Several anxiety disorders such as post-traumatic stress disorder (PTSD) involve heterogeneous changes in several different brain regions, such as the hippocampus, amygdala, and nucleus accumbens. The cellular encoding of traumatic events and the behavioral responses triggered by such events has been shown to lie primarily in changes in signaling molecules associated with synaptic transmission.

Global gene expression profiling of the various gene regions implicated in fear and anxiety processing, using mice models, has led to the identification of temporally and spatially distinct sets of differentially expressed genes. Pathway analysis of these genes has indicated possible roles in neurogenesis and anxiety-related behavioural responses, alongside other functional and phenotypic observations.

Mice models for brain research have contributed significantly to drug development and increased our understanding of the genomic underpinnings of several neurological diseases in the last generation. Chlorpromazine, the first antipsychotic drug (discovered in 1951), was identified as a viable treatment option after it was shown to suppress response to aversive stimuli in rats in a behavioural screen.

==== Challenges ====
The modelling and assessment of latent symptoms (thoughts, verbal learning, social interactions, cognitive behaviour) remains a challenge when using model organisms to study psychiatric disorders with a complex genetic pathology. For example, a given genotype+phenotype in a mouse model must imitate the genomic underpinnings of a phenotype observed in a human.

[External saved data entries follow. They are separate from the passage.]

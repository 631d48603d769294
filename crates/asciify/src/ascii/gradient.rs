/// Ordered glyph ramp. Index 0 is selected by the brightest pixels when
/// the mapping is not inverted.
#[derive(Clone, Debug, PartialEq, Eq)]
pub struct GlyphRamp {
    chars: Vec<char>,
}

impl GlyphRamp {
    /// Build a ramp from any string. An empty string becomes a single space
    /// so indexing can never fail.
    pub fn new(chars: impl AsRef<str>) -> Self {
        let mut chars: Vec<char> = chars.as_ref().chars().collect();
        if chars.is_empty() {
            chars.push(' ');
        }
        Self { chars }
    }

    pub fn complex() -> Self {
        Self::new("@$B%8&WM#*oahkbdpqwmZO0QLCJUYXzcvunxrjft/|()1{}[]?-_+~<>i!lI;:,\"^`'. ")
    }

    pub fn classic() -> Self {
        Self::new("@#%*+=-:. ")
    }

    pub fn blocks() -> Self {
        Self::new("█▓▒░ .")
    }

    pub fn dots() -> Self {
        Self::new("@o+=-:. ")
    }

    pub fn len(&self) -> usize {
        self.chars.len()
    }

    pub fn chars(&self) -> &[char] {
        &self.chars
    }

    /// Quantise `t` in [0, 1] to `round(t * (len - 1))`, clamped to the ramp.
    pub fn clamp_index(&self, value: f32) -> usize {
        let levels = (self.chars.len() - 1) as f32;
        let idx = (value * levels).round();
        if idx.is_nan() {
            return 0;
        }
        idx.clamp(0.0, levels) as usize
    }

    pub fn char_at(&self, index: usize) -> char {
        self.chars.get(index).copied().unwrap_or(' ')
    }
}

impl Default for GlyphRamp {
    fn default() -> Self {
        Self::classic()
    }
}

#[derive(Clone, Copy, Debug, PartialEq, Eq)]
pub enum RampPreset {
    Complex,
    Classic,
    Blocks,
    Dots,
}

impl RampPreset {
    pub const ALL: [RampPreset; 4] =
        [RampPreset::Complex, RampPreset::Classic, RampPreset::Blocks, RampPreset::Dots];

    /// Unknown names resolve to the classic ramp.
    pub fn from_name(name: &str) -> Self {
        match name.trim().to_ascii_lowercase().as_str() {
            "complex" => RampPreset::Complex,
            "blocks" => RampPreset::Blocks,
            "dots" => RampPreset::Dots,
            _ => RampPreset::Classic,
        }
    }

    pub fn name(self) -> &'static str {
        match self {
            RampPreset::Complex => "complex",
            RampPreset::Classic => "classic",
            RampPreset::Blocks => "blocks",
            RampPreset::Dots => "dots",
        }
    }

    pub fn ramp(self) -> GlyphRamp {
        match self {
            RampPreset::Complex => GlyphRamp::complex(),
            RampPreset::Classic => GlyphRamp::classic(),
            RampPreset::Blocks => GlyphRamp::blocks(),
            RampPreset::Dots => GlyphRamp::dots(),
        }
    }
}
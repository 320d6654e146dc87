use std::fs;
use std::io::ErrorKind;
use std::os::unix::fs::symlink;
use std::path::{Component, Path};

use crate::config::{SharedItem, SharedKind};
use crate::error::{DeployError, DeployResult};

/// Link every shared item into a release.
///
/// Missing items are created under `shared_dir` first (an empty
/// file or a directory according to their kind). Whatever the
/// fetched source tree shipped at the same path is removed and
/// replaced with a symlink into `shared_dir`. Running it twice
/// leaves the same links and never touches shared content.
///
/// An item whose path in the release passes through a symlink is
/// refused before anything is removed, since removing it would
/// delete whatever the link points at.
pub fn link(shared_dir: &Path, release_path: &Path, items: &[SharedItem]) -> DeployResult<()> {
    for item in items {
        check_inside(release_path, item)?;

        let shared_path = shared_dir.join(&item.name);
        ensure_shared(&shared_path, item)?;

        let target = release_path.join(&item.name);
        remove_existing(&target)?;
        if let Some(parent) = target.parent() {
            fs::create_dir_all(parent)?;
        }
        symlink(&shared_path, &target)?;
        tracing::debug!(item = %item.name, "linked shared item");
    }
    Ok(())
}

fn check_inside(release_path: &Path, item: &SharedItem) -> DeployResult<()> {
    let refuse = |reason: &str| {
        Err(DeployError::Config(format!(
            "shared item '{}' {reason}",
            item.name
        )))
    };

    let relative = Path::new(&item.name);
    let mut prefix = release_path.to_path_buf();
    let mut normal = 0;
    for component in relative.components() {
        match component {
            Component::Normal(part) => {
                if normal > 0 && is_symlink(&prefix) {
                    return refuse(&format!("passes through the symlink {}", prefix.display()));
                }
                prefix.push(part);
                normal += 1;
            }
            Component::CurDir => {}
            _ => return refuse("is not a path inside the release"),
        }
    }
    if normal == 0 {
        return refuse("names the release root");
    }
    Ok(())
}

fn is_symlink(path: &Path) -> bool {
    fs::symlink_metadata(path).is_ok_and(|m| m.file_type().is_symlink())
}

fn ensure_shared(path: &Path, item: &SharedItem) -> DeployResult<()> {
    match fs::metadata(path) {
        Ok(meta) => {
            let is_dir = meta.is_dir();
            if is_dir != (item.kind == SharedKind::Dir) {
                tracing::warn!(
                    item = %item.name,
                    "shared item exists with a different kind than configured; keeping it"
                );
            }
            Ok(())
        }
        Err(e) if e.kind() == ErrorKind::NotFound => {
            if let Some(parent) = path.parent() {
                fs::create_dir_all(parent)?;
            }
            match item.kind {
                SharedKind::Dir => fs::create_dir_all(path)?,
                SharedKind::File => {
                    fs::File::create(path)?;
                }
            }
            tracing::info!(item = %item.name, "created shared item");
            Ok(())
        }
        Err(e) => Err(e.into()),
    }
}

fn remove_existing(path: &Path) -> DeployResult<()> {
    match fs::symlink_metadata(path) {
        Ok(meta) if meta.is_dir() => fs::remove_dir_all(path)?,
        Ok(_) => fs::remove_file(path)?,
        Err(e) if e.kind() == ErrorKind::NotFound => {}
        Err(e) => return Err(e.into()),
    }
    Ok(())
}

#[cfg(test)]
mod tests {
    use super::*;

    fn items() -> Vec<SharedItem> {
        vec![
            SharedItem::new(".env", SharedKind::File),
            SharedItem::new("storage", SharedKind::Dir),
            SharedItem::new("database/database.sqlite", SharedKind::File),
        ]
    }

    #[test]
    fn creates_missing_items_by_kind() {
        let dir = tempfile::tempdir().unwrap();
        let shared = dir.path().join("shared");
        let release = dir.path().join("release");
        fs::create_dir_all(&release).unwrap();

        link(&shared, &release, &items()).unwrap();

        assert!(shared.join(".env").is_file());
        assert!(shared.join("storage").is_dir());
        assert!(shared.join("database/database.sqlite").is_file());
    }

    #[test]
    fn replaces_shipped_paths_with_links() {
        let dir = tempfile::tempdir().unwrap();
        let shared = dir.path().join("shared");
        let release = dir.path().join("release");
        fs::create_dir_all(release.join("storage/logs")).unwrap();
        fs::write(release.join("storage/logs/old.log"), "shipped").unwrap();
        fs::write(release.join(".env"), "APP_ENV=local").unwrap();

        link(&shared, &release, &items()).unwrap();

        for item in items() {
            let linked = release.join(&item.name);
            assert!(fs::symlink_metadata(&linked).unwrap().file_type().is_symlink());
            assert_eq!(fs::read_link(&linked).unwrap(), shared.join(&item.name));
        }
        assert!(!shared.join("storage/logs/old.log").exists());
        assert_eq!(fs::read_to_string(shared.join(".env")).unwrap(), "");
    }

    #[test]
    fn existing_shared_content_is_kept() {
        let dir = tempfile::tempdir().unwrap();
        let shared = dir.path().join("shared");
        let release = dir.path().join("release");
        fs::create_dir_all(&shared).unwrap();
        fs::create_dir_all(&release).unwrap();
        fs::write(shared.join(".env"), "APP_KEY=secret").unwrap();

        link(&shared, &release, &items()).unwrap();
        link(&shared, &release, &items()).unwrap();

        assert_eq!(
            fs::read_to_string(release.join(".env")).unwrap(),
            "APP_KEY=secret"
        );
    }

    #[test]
    fn nested_item_under_linked_dir_is_refused() {
        let dir = tempfile::tempdir().unwrap();
        let shared = dir.path().join("shared");
        let release = dir.path().join("release");
        fs::create_dir_all(shared.join("storage/app")).unwrap();
        fs::create_dir_all(&release).unwrap();
        fs::write(shared.join("storage/app/upload.png"), "precious").unwrap();
        let nested = [
            SharedItem::new("storage", SharedKind::Dir),
            SharedItem::new("storage/app", SharedKind::Dir),
        ];

        let err = link(&shared, &release, &nested).unwrap_err();

        assert!(matches!(err, DeployError::Config(ref msg) if msg.contains("symlink")));
        assert_eq!(
            fs::read_to_string(shared.join("storage/app/upload.png")).unwrap(),
            "precious"
        );
        assert!(shared.join("storage/app").is_dir());
    }

    #[test]
    fn release_root_is_never_an_item() {
        let dir = tempfile::tempdir().unwrap();
        let release = dir.path().join("release");
        fs::create_dir_all(&release).unwrap();
        fs::write(release.join("index.html"), "shipped").unwrap();

        for name in [".", "./"] {
            let item = SharedItem::new(name, SharedKind::Dir);
            assert!(link(&dir.path().join("shared"), &release, &[item]).is_err());
        }
        assert!(release.join("index.html").is_file());
    }
}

This is a particularly crucial item of consideration in spectrum disorders such as autism. Autism is a disorder whose symptoms can be divided into two categories: (i) deficits of social interactions and (ii) repetitive behaviours and restricted interests. Since mice tend to be more social creatures amongst all members of the order Rodentia currently being used as model organisms, mice are generally used to model human psychiatric disorders as closely as possible. Particularly for autism, the following work-arounds are currently in place to emulate human behavioural symptoms:
- For the first diagnostic category of impaired social behaviour, mice are subject to a social assay intended to represent typical autistic social deficits. Normal social behaviour for mice includes sniffing, following, physical contact and allogrooming. Vocal communication could be used as well.
- There are a number of ways the second diagnostic category can be observed in mice. Examples of repetitive behaviours can include excessive circling, self-grooming and excessive digging. Usually these behaviours would be performed consistently within a long measurement of time (i.e. self-grooming for 10 minutes).
  - While repetitive behaviours are easily observable, it is difficult to characterize actual restricted interests of mice. One aspect of restricted interests of autistic individuals is the "insistence of sameness"—the concept that autistic individuals require their environment to remain consistent. If that environment should change, the individual would experience stress and anxiety. There has been reported success in confirming a mouse model of autism by changing the mouse's environment.
In any of these experiments, the 'autistic' mice have a 'normal' socializing partner and the scientists observing the mice are unaware ("blind") to the genotypes of the mice.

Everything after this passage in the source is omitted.